### Brief:
Keep every line of the data below that has the string "node" and present those lines.

======== Data listing

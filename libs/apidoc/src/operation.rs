//! Operation records and the builder used to declare them.
//!
//! An [`OperationBuilder`] collects everything the author says about one
//! route; declaring it on a registry node turns it into an
//! [`OperationRecord`] with absolute documented and real paths.

use std::fmt;

use indexmap::IndexMap;
use serde::Serialize;

use crate::model::{Content, ParamLocation, Parameter, RequestBody, Response};
use crate::schema::SchemaType;

#[derive(Clone, Copy, Debug, PartialEq, Eq, PartialOrd, Ord, Hash, Serialize)]
#[serde(rename_all = "lowercase")]
pub enum HttpMethod {
    Get,
    Put,
    Post,
    Delete,
    Options,
    Head,
    Patch,
    Trace,
}

impl HttpMethod {
    pub fn as_str(&self) -> &'static str {
        match self {
            HttpMethod::Get => "GET",
            HttpMethod::Put => "PUT",
            HttpMethod::Post => "POST",
            HttpMethod::Delete => "DELETE",
            HttpMethod::Options => "OPTIONS",
            HttpMethod::Head => "HEAD",
            HttpMethod::Patch => "PATCH",
            HttpMethod::Trace => "TRACE",
        }
    }
}

impl fmt::Display for HttpMethod {
    fn fmt(&self, f: &mut fmt::Formatter<'_>) -> fmt::Result {
        f.write_str(self.as_str())
    }
}

/// One HTTP method on one documented path.
///
/// Identity is `(method, documented_path)`. `real_path` is where the router
/// dispatches it and differs from the documented path under undocumented
/// prefixes.
#[derive(Clone, Debug, PartialEq)]
pub struct OperationRecord {
    pub method: HttpMethod,
    pub documented_path: String,
    pub real_path: String,
    pub operation_id: Option<String>,
    pub summary: String,
    pub description: String,
    pub tags: Vec<String>,
    pub parameters: Vec<Parameter>,
    pub request_body: Option<RequestBody>,
    pub responses: IndexMap<u16, Response>,
    /// Required scheme names; `None` means no `security` key at all.
    pub security: Option<Vec<String>>,
    /// Opaque reference to the handler mounted for this record.
    pub handler_id: String,
    pub(crate) sequence: u64,
}

impl OperationRecord {
    /// Declaration order across the whole registry.
    pub fn sequence(&self) -> u64 {
        self.sequence
    }
}

/// Declaration-side description of an operation. `path` is relative to the
/// node it gets declared on.
#[derive(Clone, Debug)]
pub struct OperationSpec {
    pub method: HttpMethod,
    pub path: String,
    pub operation_id: Option<String>,
    pub summary: String,
    pub description: String,
    pub tags: Vec<String>,
    pub parameters: Vec<Parameter>,
    pub request_body: Option<RequestBody>,
    pub responses: IndexMap<u16, Response>,
}

/// By-value builder for an [`OperationSpec`].
///
/// ```
/// use apidoc::OperationBuilder;
///
/// let op = OperationBuilder::get("/pets/{id}")
///     .summary("Find pet by id")
///     .path_param("id", "Pet id")
///     .json_response(200, "The pet", &serde_json::json!({"id": 1, "name": "Rex"}))
///     .response(404, "No such pet", None);
/// assert_eq!(op.spec().parameters.len(), 1);
/// ```
#[derive(Clone, Debug)]
#[must_use]
pub struct OperationBuilder {
    spec: OperationSpec,
}

impl OperationBuilder {
    pub fn new(method: HttpMethod, path: impl Into<String>) -> Self {
        Self {
            spec: OperationSpec {
                method,
                path: path.into(),
                operation_id: None,
                summary: String::new(),
                description: String::new(),
                tags: Vec::new(),
                parameters: Vec::new(),
                request_body: None,
                responses: IndexMap::new(),
            },
        }
    }

    pub fn get(path: impl Into<String>) -> Self {
        Self::new(HttpMethod::Get, path)
    }

    pub fn post(path: impl Into<String>) -> Self {
        Self::new(HttpMethod::Post, path)
    }

    pub fn put(path: impl Into<String>) -> Self {
        Self::new(HttpMethod::Put, path)
    }

    pub fn delete(path: impl Into<String>) -> Self {
        Self::new(HttpMethod::Delete, path)
    }

    pub fn patch(path: impl Into<String>) -> Self {
        Self::new(HttpMethod::Patch, path)
    }

    pub fn spec(&self) -> &OperationSpec {
        &self.spec
    }

    pub fn into_spec(self) -> OperationSpec {
        self.spec
    }

    pub fn operation_id(mut self, id: impl Into<String>) -> Self {
        self.spec.operation_id = Some(id.into());
        self
    }

    pub fn summary(mut self, text: impl Into<String>) -> Self {
        self.spec.summary = text.into();
        self
    }

    pub fn description(mut self, text: impl Into<String>) -> Self {
        self.spec.description = text.into();
        self
    }

    /// Reference a tag by name. Duplicate references are ignored.
    pub fn tag(mut self, tag: impl AsRef<str>) -> Self {
        let name = tag.as_ref();
        if !self.spec.tags.iter().any(|t| t == name) {
            self.spec.tags.push(name.to_string());
        }
        self
    }

    pub fn tags<I, T>(self, tags: I) -> Self
    where
        I: IntoIterator<Item = T>,
        T: AsRef<str>,
    {
        tags.into_iter().fold(self, |builder, tag| builder.tag(tag))
    }

    pub fn param(mut self, param: Parameter) -> Self {
        self.spec.parameters.push(param);
        self
    }

    pub fn path_param(self, name: impl Into<String>, description: impl Into<String>) -> Self {
        self.param(Parameter::path(name).description(description))
    }

    pub fn query_param(
        self,
        name: impl Into<String>,
        required: bool,
        description: impl Into<String>,
    ) -> Self {
        self.param(
            Parameter::new(ParamLocation::Query, name)
                .required(required)
                .description(description),
        )
    }

    /// Typed query parameter, e.g. `limit` as an integer.
    pub fn query_param_typed(
        self,
        name: impl Into<String>,
        param_type: SchemaType,
        required: bool,
        description: impl Into<String>,
    ) -> Self {
        self.param(
            Parameter::query(name)
                .param_type(param_type)
                .required(required)
                .description(description),
        )
    }

    pub fn request_body(mut self, body: RequestBody) -> Self {
        self.spec.request_body = Some(body);
        self
    }

    /// Required JSON request body documented by `example`.
    pub fn json_request<T: Serialize + ?Sized>(
        self,
        example: &T,
        description: impl Into<String>,
    ) -> Self {
        self.request_body(RequestBody::new(Content::json(example)).description(description))
    }

    /// Add a response; a second entry for the same status replaces the first.
    pub fn response(
        mut self,
        status: u16,
        description: impl Into<String>,
        content: Option<Content>,
    ) -> Self {
        let response = Response {
            description: description.into(),
            content,
        };
        self.spec.responses.insert(status, response);
        self
    }

    pub fn json_response<T: Serialize + ?Sized>(
        self,
        status: u16,
        description: impl Into<String>,
        example: &T,
    ) -> Self {
        self.response(status, description, Some(Content::json(example)))
    }

    pub fn text_response(
        self,
        status: u16,
        description: impl Into<String>,
        example: impl Into<String>,
    ) -> Self {
        self.response(status, description, Some(Content::text(example)))
    }
}

/// Stable identifier for the handler mounted at `(method, real_path)`,
/// e.g. `GET:_pets__id_`.
pub(crate) fn handler_id(method: HttpMethod, real_path: &str) -> String {
    format!(
        "{}:{}",
        method,
        real_path.replace(['/', '{', '}'], "_")
    )
}

#[cfg(test)]
mod tests {
    use super::*;
    use crate::model::Tag;
    use serde_json::json;

    #[test]
    fn builder_collects_metadata() {
        let builder = OperationBuilder::post("/pets")
            .operation_id("createPet")
            .summary("Create pet")
            .description("Adds a pet to the store")
            .tag("pets")
            .tag(Tag::new("pets"))
            .json_request(&json!({"name": "Rex"}), "New pet")
            .json_response(201, "Created", &json!({"id": 1}))
            .response(400, "Invalid pet", None);

        let spec = builder.spec();
        assert_eq!(spec.method, HttpMethod::Post);
        assert_eq!(spec.path, "/pets");
        assert_eq!(spec.operation_id.as_deref(), Some("createPet"));
        assert_eq!(spec.tags, vec!["pets".to_string()]);
        assert!(spec.request_body.as_ref().is_some_and(|b| b.required));
        assert_eq!(spec.responses.keys().copied().collect::<Vec<_>>(), vec![201, 400]);
    }

    #[test]
    fn path_params_are_always_required() {
        let spec = OperationBuilder::get("/pets/{id}")
            .param(Parameter::path("id").required(false))
            .query_param("limit", false, "Max items")
            .into_spec();

        assert!(spec.parameters[0].is_required());
        assert!(!spec.parameters[1].is_required());
    }

    #[test]
    fn later_response_for_same_status_replaces_earlier() {
        let spec = OperationBuilder::get("/")
            .response(200, "first", None)
            .text_response(200, "second", "ok")
            .into_spec();
        assert_eq!(spec.responses.len(), 1);
        assert_eq!(spec.responses[&200].description, "second");
    }

    #[test]
    fn handler_id_is_path_safe() {
        assert_eq!(handler_id(HttpMethod::Get, "/pets/{id}"), "GET:_pets__id_");
        assert_eq!(handler_id(HttpMethod::Delete, "/"), "DELETE:_");
    }

    #[test]
    fn methods_serialize_lowercase() {
        assert_eq!(serde_json::to_value(HttpMethod::Patch).unwrap(), json!("patch"));
        assert_eq!(HttpMethod::Patch.to_string(), "PATCH");
    }
}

================

### Result:
//! route; declaring it on a registry node turns it into an
/// node it gets declared on.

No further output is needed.